New Delhi: A 10% surge in global crude oil prices could push India’s headline inflation up by 0.20 percentage points, according to a new discussion paper authored by Reserve Bank of India (RBI) staffers. The research, released on Wednesday, emphasizes the vulnerability of the Indian economy to oil shocks and calls for urgent policy measures to reduce reliance on imported crude.
The paper, titled “Oil Price and Inflation Nexus in India”, is co-authored by Sujata Kundu, Soumasree Tewari, and Indranil Bhattacharyya, and does not reflect the official stance of the RBI.
Crude Prices and Inflation: The Empirical Link
The authors note that a 10% increase in international crude oil prices leads to a 20 basis points (0.20%) rise in CPI inflation in the short term. This empirical finding reinforces concerns that oil price shocks could disrupt the ongoing disinflation process in India.
“Sudden oil price surges can derail policy normalisation and impact inflation expectations,” the paper cautions.
Indirect Effects: From Wholesale Prices to Core Inflation
While retail fuel prices in India are partly cushioned by government interventions like excise duty adjustments, persistent increases in crude prices still trickle through the economy.

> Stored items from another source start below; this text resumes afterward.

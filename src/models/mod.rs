use chrono::NaiveDate;
use serde::{Deserialize, Serialize};
use std::{fmt::Display, str::FromStr};

pub mod content;
pub mod title;

pub use content::{ContentCatalog, ContentMetadata};
pub use title::{CatalogEntry, TitleCatalog};

/// Netflix item (movie) identifier
pub type ItemId = u32;

/// Netflix user identifier
pub type UserId = u32;

/// A single user rating observation
#[derive(Debug, Clone, Copy, PartialEq, Serialize, Deserialize)]
pub struct Rating {
    pub user_id: UserId,
    pub item_id: ItemId,
    pub value: f32,
    pub date: NaiveDate,
}

/// One row of a recommendation result returned to the client
#[derive(Debug, Clone, Serialize, Deserialize, PartialEq)]
pub struct Recommendation {
    pub year: Option<i32>,
    pub title: String,
    pub match_percent: u8,
}

/// Optional filter stages of attribute discovery
#[derive(Debug, Clone, Copy, Serialize, Deserialize, PartialEq, Eq, Hash)]
pub enum FilterCategory {
    Genre,
    Year,
}

impl Display for FilterCategory {
    fn fmt(&self, f: &mut std::fmt::Formatter<'_>) -> std::fmt::Result {
        match self {
            FilterCategory::Genre => write!(f, "Genre"),
            FilterCategory::Year => write!(f, "Year"),
        }
    }
}

impl FromStr for FilterCategory {
    type Err = String;

    fn from_str(s: &str) -> Result<Self, Self::Err> {
        match s.trim().to_lowercase().as_str() {
            "genre" => Ok(FilterCategory::Genre),
            "year" => Ok(FilterCategory::Year),
            other => Err(format!("unknown filter category '{}'", other)),
        }
    }
}
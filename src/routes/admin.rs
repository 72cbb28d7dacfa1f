use axum::{extract::State, Extension, Json};
use serde::Serialize;

use crate::{
    error::AppResult, middleware::request_id::RequestId, routes::AppState, services::pipeline,
};

#[derive(Debug, Serialize)]
pub struct RefreshResponse {
    pub version: u64,
    pub items: usize,
}

/// Rebuilds the recommendation snapshot and swaps it in
///
/// Requests arriving during a rebuild wait for it and then rebuild again. A
/// rebuild that has started completes even if the client disconnects.
pub async fn refresh(
    State(state): State<AppState>,
    Extension(request_id): Extension<RequestId>,
) -> AppResult<Json<RefreshResponse>> {
    tracing::info!(request_id = %request_id, "Starting snapshot refresh");

    let version = pipeline::refresh(state.snapshots.clone(), (*state.config).clone()).await?;
    let items = state.snapshots.current().await.store.len();

    Ok(Json(RefreshResponse { version, items }))
}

The paper highlights that higher crude costs-
- Increase transport and input costs, thereby impacting core inflation
- Raise wholesale price index (WPI)
- Influence inflation expectations among consumers and businesses
“Unless retail fuel prices change, there is no direct impact on CPI. However, persistent increases can indirectly influence both food and core inflation,” the authors explain.

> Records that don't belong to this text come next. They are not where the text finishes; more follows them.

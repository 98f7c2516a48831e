//! Chain-running machinery shared by every sampler in the crate.
//!
//! A [`MarkovChain`] advances one iteration at a time; anything that owns several of
//! them implements [`HasChains`] and gets [`ChainRunner`] for free, which runs the
//! chains in parallel with rayon (optionally with one indicatif bar per chain).

use crate::error::{HmcError, Result};
use crate::stats::ChainTracker;
use crate::trajectory::TransitionStats;
use indicatif::{MultiProgress, ProgressBar, ProgressStyle};
use ndarray::{s, Array1, Array2};
use rayon::prelude::*;

pub trait MarkovChain {
    /// Runs one iteration and returns its diagnostics.
    fn step(&mut self) -> Result<TransitionStats>;

    /// Current position of the chain.
    fn position(&self) -> &Array1<f64>;
}

/// Draws and per-iteration statistics of one chain.
#[derive(Debug, Clone, PartialEq)]
pub struct ChainOutput {
    /// `[draw, dim]`.
    pub draws: Array2<f64>,
    pub stats: Vec<TransitionStats>,
}

impl ChainOutput {
    fn with_capacity(n_steps: usize, dim: usize) -> Self {
        Self {
            draws: Array2::zeros((n_steps, dim)),
            stats: Vec::with_capacity(n_steps),
        }
    }

    /// Drops the first `discard` iterations.
    pub fn discard(self, discard: usize) -> Self {
        let discard = discard.min(self.stats.len());
        Self {
            draws: self.draws.slice(s![discard.., ..]).to_owned(),
            stats: self.stats.into_iter().skip(discard).collect(),
        }
    }
}

pub fn run_chain<M>(chain: &mut M, n_steps: usize) -> Result<ChainOutput>
where
    M: MarkovChain + ?Sized,
{
    let dim = chain.position().len();
    let mut out = ChainOutput::with_capacity(n_steps, dim);

    for i in 0..n_steps {
        let stats = chain.step()?;
        out.draws.row_mut(i).assign(chain.position());
        out.stats.push(stats);
    }

    Ok(out)
}

/// Like [`run_chain`], advancing `pb` and showing the running acceptance rate and
/// divergence count in its message.
pub fn run_chain_with_progress<M>(
    chain: &mut M,
    n_steps: usize,
    pb: &ProgressBar,
) -> Result<ChainOutput>
where
    M: MarkovChain + ?Sized,
{
    let dim = chain.position().len();
    let mut out = ChainOutput::with_capacity(n_steps, dim);
    let mut tracker = ChainTracker::new(dim);

    pb.set_length(n_steps as u64);

    for i in 0..n_steps {
        let stats = chain.step()?;
        out.draws.row_mut(i).assign(chain.position());
        tracker.step(out.draws.row(i), &stats);
        out.stats.push(stats);

        pb.inc(1);
        if i % 50 == 0 || i + 1 == n_steps {
            pb.set_message(format!(
                "p(accept)≈{:.2} divergences={}",
                tracker.p_accept(),
                tracker.n_divergent()
            ));
        }
    }

    Ok(out)
}

/// A trait for anything that owns multiple [`MarkovChain`]s.
pub trait HasChains {
    type Chain: MarkovChain + Send;

    fn chains_mut(&mut self) -> &mut Vec<Self::Chain>;
}

pub trait ChainRunner: HasChains {
    /// Runs every chain for `n_steps` iterations in parallel and drops the first
    /// `discard` iterations of each.
    fn run_chains(&mut self, n_steps: usize, discard: usize) -> Result<Vec<ChainOutput>> {
        if self.chains_mut().is_empty() {
            return Err(HmcError::EmptyInput("no chains to run".to_string()));
        }
        let results: Result<Vec<ChainOutput>> = self
            .chains_mut()
            .par_iter_mut()
            .map(|chain| run_chain(chain, n_steps))
            .collect();

        Ok(results?
            .into_iter()
            .map(|out| out.discard(discard))
            .collect())
    }

    fn run_chains_with_progress(
        &mut self,
        n_steps: usize,
        discard: usize,
    ) -> Result<Vec<ChainOutput>> {
        if self.chains_mut().is_empty() {
            return Err(HmcError::EmptyInput("no chains to run".to_string()));
        }
        let multi = MultiProgress::new();
        let pb_style = ProgressStyle::default_bar()
            .template("{prefix} [{elapsed_precise}] {bar:40.cyan/blue} {pos}/{len} {msg}")
            .unwrap_or_else(|_| ProgressStyle::default_bar())
            .progress_chars("##-");

        let results: Result<Vec<ChainOutput>> = self
            .chains_mut()
            .par_iter_mut()
            .enumerate()
            .map(|(i, chain)| {
                let pb = multi.add(ProgressBar::new(n_steps as u64));
                pb.set_prefix(format!("Chain {i}"));
                pb.set_style(pb_style.clone());

                let out = run_chain_with_progress(chain, n_steps, &pb);
                match &out {
                    Ok(_) => pb.finish(),
                    Err(e) => pb.abandon_with_message(format!("failed: {e}")),
                }
                out
            })
            .collect();

        Ok(results?
            .into_par_iter()
            .map(|out| out.discard(discard))
            .collect())
    }
}

impl<T: HasChains> ChainRunner for T {}

#[cfg(test)]
mod tests {
    use super::*;
    use ndarray::arr1;

    /// Deterministic walk that fails after `fail_at` steps.
    struct Counter {
        x: Array1<f64>,
        fail_at: Option<usize>,
        n: usize,
    }

    impl MarkovChain for Counter {
        fn step(&mut self) -> Result<TransitionStats> {
            if Some(self.n) == self.fail_at {
                return Err(HmcError::InvalidConfig("boom".to_string()));
            }
            self.n += 1;
            self.x += 1.0;
            Ok(TransitionStats {
                acceptance_rate: 1.0,
                divergent: self.n % 2 == 0,
                ..TransitionStats::default()
            })
        }

        fn position(&self) -> &Array1<f64> {
            &self.x
        }
    }

    struct Chains(Vec<Counter>);

    impl HasChains for Chains {
        type Chain = Counter;

        fn chains_mut(&mut self) -> &mut Vec<Counter> {
            &mut self.0
        }
    }

    fn counters(n: usize, fail_at: Option<usize>) -> Chains {
        Chains(
            (0..n)
                .map(|i| Counter {
                    x: arr1(&[i as f64, 0.0]),
                    fail_at,
                    n: 0,
                })
                .collect(),
        )
    }

    #[test]
    fn test_run_chain_records_every_step() {
        let mut chain = counters(1, None).0.remove(0);
        let out = run_chain(&mut chain, 4).unwrap();
        assert_eq!(out.draws.shape(), &[4, 2]);
        assert_eq!(out.draws.column(1).to_vec(), vec![1.0, 2.0, 3.0, 4.0]);
        assert_eq!(out.stats.len(), 4);
    }

    #[test]
    fn test_run_chains_discards_burn_in() {
        let mut chains = counters(3, None);
        let outputs = chains.run_chains(10, 4).unwrap();
        assert_eq!(outputs.len(), 3);
        for (i, out) in outputs.iter().enumerate() {
            assert_eq!(out.draws.nrows(), 6);
            assert_eq!(out.stats.len(), 6);
            assert_eq!(out.draws[[0, 0]], i as f64 + 5.0);
        }
    }

    #[test]
    fn test_progress_run_matches_plain_run() {
        let plain = counters(2, None).run_chains(20, 5).unwrap();
        let with_bars = counters(2, None).run_chains_with_progress(20, 5).unwrap();
        assert_eq!(plain, with_bars);
    }

    #[test]
    fn test_errors_propagate() {
        let mut chains = counters(2, Some(3));
        assert!(matches!(
            chains.run_chains(10, 0),
            Err(HmcError::InvalidConfig(_))
        ));
        assert!(matches!(
            Chains(Vec::new()).run_chains(10, 0),
            Err(HmcError::EmptyInput(_))
        ));
    }

    #[test]
    fn test_discard_more_than_available() {
        let mut chain = counters(1, None).0.remove(0);
        let out = run_chain(&mut chain, 3).unwrap().discard(10);
        assert_eq!(out.draws.nrows(), 0);
        assert!(out.stats.is_empty());
    }
}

Macroeconomic Fragility in Global Context
Citing current global economic uncertainties, the paper warns of compounded risks from trade fragmentation, supply chain disruptions, and tariff conflicts that may amplify oil price volatility.

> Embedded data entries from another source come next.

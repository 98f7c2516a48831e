//! Stan's windowed warm-up schedule.
//!
//! Warm-up iterations `1..=n_adapts` are split into a fast initial buffer (step size
//! only), a sequence of slow windows whose lengths double (step size and mass matrix,
//! the metric being replaced at the end of every window) and a fast terminal buffer.
//! The last slow window is stretched to the start of the terminal buffer when the
//! following doubled window would not fit.

use crate::adaptation::massmatrix::MassMatrixAdaptor;
use crate::adaptation::stepsize::NesterovDualAveraging;
use crate::adaptation::AdaptationUpdate;
use crate::config::WindowConfig;
use ndarray::Array1;

/// Window boundaries for `n_adapts` warm-up iterations, counted from 1.
#[derive(Debug, Clone, PartialEq, Eq)]
pub struct StanWindows {
    n_adapts: usize,
    init_buffer: usize,
    term_buffer: usize,
    window_size: usize,
    window_start: usize,
    window_end: usize,
    splits: Vec<usize>,
}

impl StanWindows {
    pub fn new(n_adapts: usize, config: WindowConfig) -> Self {
        let WindowConfig {
            mut init_buffer,
            mut term_buffer,
            mut window_size,
        } = config;

        if init_buffer + window_size + term_buffer > n_adapts {
            init_buffer = (0.15 * n_adapts as f64).floor() as usize;
            term_buffer = (0.1 * n_adapts as f64).floor() as usize;
            window_size = n_adapts - (init_buffer + term_buffer);
            if n_adapts > 0 {
                log::warn!(
                    "{n_adapts} warm-up iterations are too few for the requested windows \
                     ({} + {} + {}); using {init_buffer} / {window_size} / {term_buffer}",
                    config.init_buffer,
                    config.window_size,
                    config.term_buffer,
                );
            }
        }

        let window_start = init_buffer + 1;
        let window_end = n_adapts - term_buffer;
        let mut splits = Vec::new();
        if window_size > 0 && window_start <= window_end {
            let mut size = window_size;
            let mut next = window_start + size - 1;
            while next <= window_end {
                splits.push(next);
                if next == window_end {
                    break;
                }
                size *= 2;
                next += size;
                // Stretch to the end when the window after this one would not fit.
                if next + 2 * size >= window_end {
                    next = window_end;
                }
            }
        }

        Self {
            n_adapts,
            init_buffer,
            term_buffer,
            window_size,
            window_start,
            window_end,
            splits,
        }
    }

    pub fn n_adapts(&self) -> usize {
        self.n_adapts
    }

    /// `(init_buffer, window_size, term_buffer)` after any shrinking.
    pub fn buffers(&self) -> (usize, usize, usize) {
        (self.init_buffer, self.window_size, self.term_buffer)
    }

    /// Last iteration of every slow window.
    pub fn splits(&self) -> &[usize] {
        &self.splits
    }

    pub fn is_in_window(&self, i: usize) -> bool {
        i >= self.window_start && i <= self.window_end
    }

    pub fn is_window_end(&self, i: usize) -> bool {
        self.splits.contains(&i)
    }
}

/// Step size every iteration, mass matrix inside the slow windows.
#[derive(Debug, Clone, PartialEq)]
pub struct StanHmcAdaptor {
    step: NesterovDualAveraging,
    mass: MassMatrixAdaptor,
    windows: StanWindows,
    i: usize,
}

impl StanHmcAdaptor {
    pub fn new(step: NesterovDualAveraging, mass: MassMatrixAdaptor, windows: StanWindows) -> Self {
        Self {
            step,
            mass,
            windows,
            i: 0,
        }
    }

    pub fn windows(&self) -> &StanWindows {
        &self.windows
    }

    pub fn step_size_adaptor(&self) -> &NesterovDualAveraging {
        &self.step
    }

    pub fn mass_matrix_adaptor(&self) -> &MassMatrixAdaptor {
        &self.mass
    }

    /// Number of adaptation iterations seen so far.
    pub fn iteration(&self) -> usize {
        self.i
    }

    pub fn adapt(&mut self, theta: &Array1<f64>, accept_stat: f64) -> AdaptationUpdate {
        self.i += 1;
        self.step.adapt(accept_stat);

        let is_window_end = self.windows.is_window_end(self.i);
        let metric = if self.windows.is_in_window(self.i) {
            self.mass.adapt(theta, is_window_end)
        } else {
            None
        };
        if is_window_end {
            log::debug!("end of adaptation window at iteration {}", self.i);
            self.step.reset();
            self.mass.reset();
        }
        AdaptationUpdate {
            step_size: self.step.step_size(),
            metric,
        }
    }

    pub(crate) fn finalize(&mut self) -> f64 {
        self.step.finalize()
    }
}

“The resultant oil price volatility can be debilitating for the Indian economy at this stage,” the paper notes.
Government Intervention and Supply Trends Offer Relief – For Now
Encouragingly, the paper observes that international crude prices are currently softening due to rising supply and slowing global demand. Active government interventions have also helped contain the pass-through effect to domestic prices.
Still, it warns that continued vigilance is essential.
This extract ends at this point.